Tech

Google accelerates local AI with Gemma 4 Multi-Token Prediction models

Google has updated its Gemma 4 family of open-source AI models with Multi-Token Prediction drafters, leveraging speculative decoding to significantly boost inference speeds on local devices.

Author
Owen Mercer
Markets and Finance Editor
Published
Draft
Source: Ars Technica · original
Google's Gemma 4 AI models get 3x speed boost by predicting future tokens
New open-source releases promise up to three times faster generation on consumer hardware without compromising output quality.

Google has released updated Gemma 4 open-source AI models featuring Multi-Token Prediction (MTP) drafters, a technology designed to accelerate text generation on local hardware. By utilising speculative decoding, these models can predict future tokens in parallel with the main verification process, enabling generation speeds of up to three times faster on consumer GPUs and mobile devices without any reported loss in output quality.

The new models are licensed under Apache 2.0, a significant shift from the custom, less permissive licensing used in previous Gemma releases. This change aligns the software with industry standards and facilitates easier local tinkering and distribution. The Apache 2.0 license removes prior restrictions, allowing developers to deploy the models more freely across various environments.

To address the bandwidth bottlenecks that typically limit autoregressive generation on non-enterprise silicon, the MTP drafter employs a lightweight approach. The drafter, such as the 74 million parameter Gemma 4 E2B model, shares the key-value cache with the main model to avoid recalculating context. It also uses sparse decoding to narrow down likely token clusters, ensuring that compute cycles are utilised efficiently rather than being wasted moving parameters between VRAM and compute units.

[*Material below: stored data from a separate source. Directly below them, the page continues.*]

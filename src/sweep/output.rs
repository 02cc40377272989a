use std::path::Path;

use crate::error::Result;
use crate::sweep::evaluation::{ScenarioOutcome, SweepSummary};

/// Write every scenario outcome to a CSV file.
pub fn write_csv(outcomes: &[ScenarioOutcome], path: &Path) -> Result<()> {
    let mut wtr = csv::Writer::from_path(path)?;

    wtr.write_record([
        "scenario",
        "items",
        "locked",
        "success",
        "reason",
        "iterations",
        "score",
    ])?;

    for outcome in outcomes {
        wtr.write_record([
            outcome.index.to_string(),
            outcome.items.to_string(),
            outcome.locked.to_string(),
            outcome.success.to_string(),
            outcome.reason.map(|r| r.to_string()).unwrap_or_default(),
            outcome.iterations.to_string(),
            format!("{:.3}", outcome.score),
        ])?;
    }

    wtr.flush()?;
    Ok(())
}

/// Print the sweep summary to stdout.
pub fn print_summary(summary: &SweepSummary) {
    println!();
    println!("=== Sweep Summary ===");
    println!(
        "Runs: {}  Successes: {}  Success rate: {:.1}%",
        summary.runs,
        summary.successes,
        summary.success_rate * 100.0
    );
    println!("Mean iterations: {:.1}", summary.mean_iterations);
    println!("Mean score (successes): {:.3}", summary.mean_score);

    if !summary.failures_by_reason.is_empty() {
        println!();
        println!("--- Failures ---");
        for (reason, count) in &summary.failures_by_reason {
            println!("  {:<28} {}", reason.as_str(), count);
        }
    }
    println!();
}

#[cfg(test)]
mod tests {
    use super::*;
    use crate::models::FailureReason;
    use tempfile::NamedTempFile;

    #[test]
    fn test_write_csv() {
        let outcomes = vec![
            ScenarioOutcome {
                index: 0,
                items: 3,
                locked: 1,
                success: true,
                reason: None,
                iterations: 12,
                score: 1.25,
            },
            ScenarioOutcome {
                index: 1,
                items: 2,
                locked: 0,
                success: false,
                reason: Some(FailureReason::MaxIterationsExceeded),
                iterations: 1500,
                score: 40.0,
            },
        ];
        let file = NamedTempFile::new().unwrap();
        write_csv(&outcomes, file.path()).unwrap();

        let content = std::fs::read_to_string(file.path()).unwrap();
        let lines: Vec<&str> = content.lines().collect();
        assert_eq!(lines.len(), 3);
        assert_eq!(lines[1], "0,3,1,true,,12,1.250");
        assert_eq!(lines[2], "1,2,0,false,max_iterations_exceeded,1500,40.000");
    }
}
use crate::config::SolveOptions;
use crate::models::{EditableMode, Macro, MacroTarget, Macros, PortionableItem, Portions};
use crate::planner::constants::*;

/// Score breakdown of one allocation.
#[derive(Debug, Clone, PartialEq)]
pub struct Evaluation {
    /// Raw achieved totals.
    pub totals: Macros,
    /// Totals at reporting precision; tolerance is judged on these.
    pub rounded: Macros,
    /// Every macro inside its tolerance window.
    pub valid: bool,
    /// Weighted |delta| plus naturalness penalties; lower is better.
    pub score: f64,
    /// Score plus a steep penalty for leaving the tolerance window.
    pub fitness: f64,
    /// Weighted |delta| only.
    pub weighted_delta: f64,
    /// Gradient-weighted squared error.
    pub squared_error: f64,
}

/// One solve call's immutable inputs with per-item data precomputed.
pub struct Problem<'a> {
    pub items: &'a [PortionableItem],
    pub target: &'a MacroTarget,
    pub options: &'a SolveOptions,
    adjustable: Vec<usize>,
    per_gram: Vec<Macros>,
}

impl<'a> Problem<'a> {
    pub fn new(
        items: &'a [PortionableItem],
        target: &'a MacroTarget,
        options: &'a SolveOptions,
    ) -> Self {
        let adjustable = items
            .iter()
            .enumerate()
            .filter(|(_, item)| item.is_adjustable())
            .map(|(i, _)| i)
            .collect();
        let per_gram = items
            .iter()
            .map(|item| {
                if item.counts(options.seasonings_count_macros) {
                    item.per_gram()
                } else {
                    Macros::default()
                }
            })
            .collect();

        Self {
            items,
            target,
            options,
            adjustable,
            per_gram,
        }
    }

    /// Indices of the direct optimization variables.
    #[inline]
    pub fn adjustable(&self) -> &[usize] {
        &self.adjustable
    }

    /// Per-gram contribution to totals; zero for items that don't count.
    #[inline]
    pub fn per_gram(&self, index: usize) -> &Macros {
        &self.per_gram[index]
    }

    /// The input grams of every item.
    pub fn input_grams(&self) -> Vec<u32> {
        self.items.iter().map(|item| item.current_grams).collect()
    }

    pub fn totals(&self, grams: &[u32]) -> Macros {
        let mut totals = Macros::default();
        for (per_gram, &g) in self.per_gram.iter().zip(grams) {
            totals.add_scaled(per_gram, g as f64);
        }
        totals
    }

    pub fn evaluate(&self, grams: &[u32]) -> Evaluation {
        let totals = self.totals(grams);
        let rounded = totals.rounded();
        let delta = totals.minus(self.target);
        let weighted_delta = delta.weighted_magnitude();
        let score = weighted_delta + naturalness_penalty(self.items, grams);
        let excess = tolerance_excess(&rounded, self.target, self.options);

        Evaluation {
            totals,
            rounded,
            valid: self.options.tolerances.accepts(self.target, &rounded),
            score,
            fitness: score + OUT_OF_TOLERANCE_PENALTY * excess,
            weighted_delta,
            squared_error: squared_error(&delta),
        }
    }

    /// Grams keyed by item id.
    pub fn portions(&self, grams: &[u32]) -> Portions {
        self.items
            .iter()
            .zip(grams)
            .map(|(item, &g)| (item.id.clone(), g))
            .collect()
    }
}

/// Secondary "naturalness" terms of the score.
///
/// FREE items off a multiple of 5 cost 0.5 each; every adjustable item costs
/// 0.1 × its normalized distance from the range midpoint.
pub fn naturalness_penalty(items: &[PortionableItem], grams: &[u32]) -> f64 {
    let mut penalty = 0.0;
    for (item, &g) in items.iter().zip(grams) {
        let Some(range) = item.adjustable_range() else {
            continue;
        };
        if item.editable_mode() == EditableMode::Free && g % ALIGNMENT_GRAMS != 0 {
            penalty += UNALIGNED_FREE_PENALTY;
        }
        let half = range.half_span();
        if half > 0.0 {
            penalty += MIDPOINT_DISTANCE_WEIGHT * (g as f64 - range.midpoint()).abs() / half;
        }
    }
    penalty
}

/// Score-weighted distance of `achieved` outside the tolerance windows.
pub fn tolerance_excess(achieved: &Macros, target: &MacroTarget, options: &SolveOptions) -> f64 {
    Macro::ALL
        .iter()
        .map(|&m| {
            SCORE_WEIGHTS.get(m)
                * options
                    .tolerances
                    .get(m)
                    .excess(target.get(m), achieved.get(m))
        })
        .sum()
}

/// Gradient-weighted squared error of a delta.
pub fn squared_error(delta: &Macros) -> f64 {
    Macro::ALL
        .iter()
        .map(|&m| GRADIENT_WEIGHTS.get(m) * delta.get(m).powi(2))
        .sum()
}
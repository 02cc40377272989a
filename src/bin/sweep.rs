use std::path::PathBuf;

use clap::Parser;

use portion_optimizer_rs::config::{load_options, SolveOptions};
use portion_optimizer_rs::logging::init_logging;
use portion_optimizer_rs::sweep::{print_summary, run_sweep, write_csv, ScenarioConfig, SweepConfig};

#[derive(Parser, Debug)]
#[command(name = "sweep")]
#[command(about = "Measure solver success rate over generated feasible scenarios")]
struct Args {
    /// Number of scenarios to generate
    #[arg(long, default_value = "200")]
    scenarios: usize,

    /// Random seed for reproducibility
    #[arg(long, default_value = "123")]
    seed: u64,

    /// Solve options JSON file
    #[arg(long)]
    options: Option<PathBuf>,

    /// Override the iteration budget
    #[arg(long)]
    max_iterations: Option<usize>,

    /// Chance each extra item is locked
    #[arg(long, default_value = "0.2")]
    lock_probability: f64,

    /// Most items per scenario beyond the first
    #[arg(long, default_value = "4")]
    max_extra_items: usize,

    /// Output CSV file for per-scenario outcomes
    #[arg(long, default_value = "sweep_results.csv")]
    csv: PathBuf,

    /// Increase log detail (-v info, -vv debug)
    #[arg(short, long, action = clap::ArgAction::Count)]
    verbose: u8,
}

fn main() {
    let args = Args::parse();
    init_logging(args.verbose);

    let mut options = match &args.options {
        Some(path) => match load_options(path) {
            Ok(options) => options,
            Err(e) => {
                eprintln!("Error reading options file {:?}: {}", path, e);
                std::process::exit(1);
            }
        },
        None => SolveOptions::default(),
    };
    if let Some(max) = args.max_iterations {
        options.max_iterations = max;
    }

    let config = SweepConfig {
        scenarios: args.scenarios,
        seed: args.seed,
        scenario: ScenarioConfig {
            max_extra_items: args.max_extra_items,
            lock_probability: args.lock_probability,
            ..Default::default()
        },
        options,
    };

    println!(
        "Solving {} scenarios (seed {}, budget {})...",
        config.scenarios, config.seed, config.options.max_iterations
    );
    let results = run_sweep(&config);
    print_summary(&results.summary);

    if let Err(e) = write_csv(&results.outcomes, &args.csv) {
        eprintln!("Error writing CSV: {}", e);
    } else {
        println!("Wrote per-scenario outcomes to {:?}", args.csv);
    }
}
pub mod item;
pub mod macros;
pub mod record;
pub mod result;

pub use item::{
    AdjustMode, Category, EditableMode, GramRange, MealSlot, PortionConstraint, PortionableItem,
    RoundingRule, SeasoningRule,
};
pub use macros::{Macro, MacroTarget, Macros, Tolerance, ToleranceWindow};
pub use record::{ItemRecord, MealContext, ProductRecord};
pub use result::{
    AttemptOutcome, AttemptSummary, Blocker, BlockerKind, FailureReason, Portions,
    SolveDiagnostics, SolveResult, Strategy,
};
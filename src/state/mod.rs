mod convert;
mod persistence;

pub use convert::{
    classify, default_range, locked_quantity, looks_like_seasoning, map_food_type, to_item,
    to_items,
};
pub use persistence::{apply_portions, load_records, save_records, write_portions_csv};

Specific performance gains observed in Google's testing highlight the practical impact of this technology. The smaller E2B and E4B models achieved a 2.8x and 3.1x speed boost respectively when running on Pixel phones. Meanwhile, the larger 31B Dense model demonstrated a 2.5x performance improvement when executed on Apple M4 silicon, proving the efficacy of the approach across different consumer-grade architectures.

Google states that because the core Gemma model verifies all draft tokens, the process results in zero quality degradation. While the speculative predictions are not guaranteed to be perfect, the verification step ensures that errors common in generative AI systems do not increase. This means users can expect faster response times without a corresponding drop in the reliability of the generated text.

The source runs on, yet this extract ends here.